Charles de Gaulle

In Inghilterra, Churchill sostiene de Gaulle come voce della Francia anti-nazista, contro il parere del suo governo che preferirebbe personaggi più di spicco. Alla fine passa la scelta di de Gaulle, e la BBC trasmette l'appello del 18 giugno ai francesi, da Londra, perché resistano ai tedeschi e alla richiesta di armistizio avanzata dal governo Pétain: è il segnale d'inizio della resistenza francese ai nazisti.
Mentre in Francia il Regime di Vichy lo condanna a morte in contumacia per tradimento, in luglio de Gaulle al sicuro in Gran Bretagna comincia a organizzare Francia Libera (France Libre). All'inizio si tratta di suscitare la resistenza ai tedeschi a partire dai possedimenti coloniali, che la madrepatria ha più difficoltà a controllare; queste forze vengono poi collegate alle forze di resistenza francesi, e France libre diventa France combattante.
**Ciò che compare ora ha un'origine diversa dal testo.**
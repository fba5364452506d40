//! HTTP client for the headset's local session telemetry API.
//!
//! Handles the GET round-trip and JSON decode, nothing more — the monitor
//! loop drives timing and decides how each error class is recovered.

use std::fmt;
use std::time::Duration;

use crate::error::FrameError;
use crate::frame::SessionFrame;

/// Port the headset serves session telemetry on.
pub const DEFAULT_PORT: u16 = 6721;

/// Per-request timeout. Frames arrive on a sub-second poll cycle; a fetch
/// slower than this counts as a transport failure.
const REQUEST_TIMEOUT: Duration = Duration::from_secs(2);

/// Errors from a single fetch attempt.
///
/// The three classes recover differently: `Http` retries with a delay,
/// `Decode` skips the tick, `NoSession` is the ordinary no-match state.
#[derive(Debug)]
pub enum SourceError {
    /// Transport failure (connection refused, timeout).
    Http(reqwest::Error),
    /// The API answered but the payload would not decode.
    Decode(FrameError),
    /// No running session (HTTP 404 or an empty document).
    NoSession,
}

impl fmt::Display for SourceError {
    fn fmt(&self, f: &mut fmt::Formatter<'_>) -> fmt::Result {
        match self {
            SourceError::Http(e) => write!(f, "telemetry fetch failed: {e}"),
            SourceError::Decode(e) => write!(f, "undecodable session frame: {e}"),
            SourceError::NoSession => write!(f, "no running session"),
        }
    }
}

impl std::error::Error for SourceError {
    fn source(&self) -> Option<&(dyn std::error::Error + 'static)> {
        match self {
            SourceError::Http(e) => Some(e),
            SourceError::Decode(e) => Some(e),
            SourceError::NoSession => None,
        }
    }
}

impl From<reqwest::Error> for SourceError {
    fn from(e: reqwest::Error) -> Self {
        SourceError::Http(e)
    }
}

impl From<FrameError> for SourceError {
    fn from(e: FrameError) -> Self {
        match e {
            FrameError::Empty => SourceError::NoSession,
            other => SourceError::Decode(other),
        }
    }
}

/// Client for one headset's session endpoint.
///
/// Synchronous, single-threaded; one [`fetch`](Self::fetch) per monitor tick.
pub struct SessionClient {
    http: reqwest::blocking::Client,
    url: String,
}

impl SessionClient {
    /// Build a client for `http://{host}:6721/session`.
    pub fn new(host: &str) -> Result<Self, reqwest::Error> {
        let http = reqwest::blocking::Client::builder()
            .timeout(REQUEST_TIMEOUT)
            .build()?;
        Ok(Self {
            http,
            url: format!("http://{host}:{DEFAULT_PORT}/session"),
        })
    }

    /// The endpoint URL this client polls.
    pub fn url(&self) -> &str {
        &self.url
    }

    /// Fetch and decode one session frame.
    pub fn fetch(&self) -> Result<SessionFrame, SourceError> {
        let resp = self.http.get(&self.url).send()?;
        if resp.status() == reqwest::StatusCode::NOT_FOUND {
            return Err(SourceError::NoSession);
        }
        let body = resp.text()?;
        Ok(SessionFrame::from_json(&body)?)
    }
}

// ---------------------------------------------------------------------------
// Tests
// ---------------------------------------------------------------------------

#[cfg(test)]
mod tests {
    use super::*;

    #[test]
    fn url_formatting() {
        let client = SessionClient::new("10.0.1.113").unwrap();
        assert_eq!(client.url(), "http://10.0.1.113:6721/session");
    }

    #[test]
    fn empty_document_maps_to_no_session() {
        let err: SourceError = SessionFrame::from_json("").unwrap_err().into();
        assert!(matches!(err, SourceError::NoSession));
    }

    #[test]
    fn malformed_document_maps_to_decode() {
        let err: SourceError = SessionFrame::from_json("{oops").unwrap_err().into();
        assert!(matches!(err, SourceError::Decode(FrameError::Json(_))));
    }
}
In quegli anni de Gaulle è imposto come rappresentante della Francia libera di fronte al mondo in generale e all'Inghilterra in particolare anche grazie alla preziosa collaborazione del Capitano Teyssot, suo "assistente" dal 1942 al 1944. La sua preoccupazione è salvaguardare fin dall'inizio gli interessi e l'immagine della Francia sconfitta durante e dopo il conflitto, a partire dalla garanzia del mantenimento dei possedimenti coloniali, senza perdere di vista un momento l'onore e la grandeur francesi. Per garantire l'indipendenza della propria organizzazione, de Gaulle volle che gli stessi aiuti finanziari che il Regno Unito forniva a France Libre fossero rimborsabili - e furono effettivamente rimborsati molto prima della fine della guerra.
I rapporti di de Gaulle con Churchill sono spesso conflittuali e competitivi, ma sempre sostenuti da un forte rispetto reciproco. Altra è la situazione con Roosevelt: i due, provenienti da due diverse tradizioni politiche, si detestano, e una battuta di de Gaulle con Churchill spiega in parte l'atteggiamento francese di fronte all'arroganza del britannico: "Sono troppo povero per inchinarmi".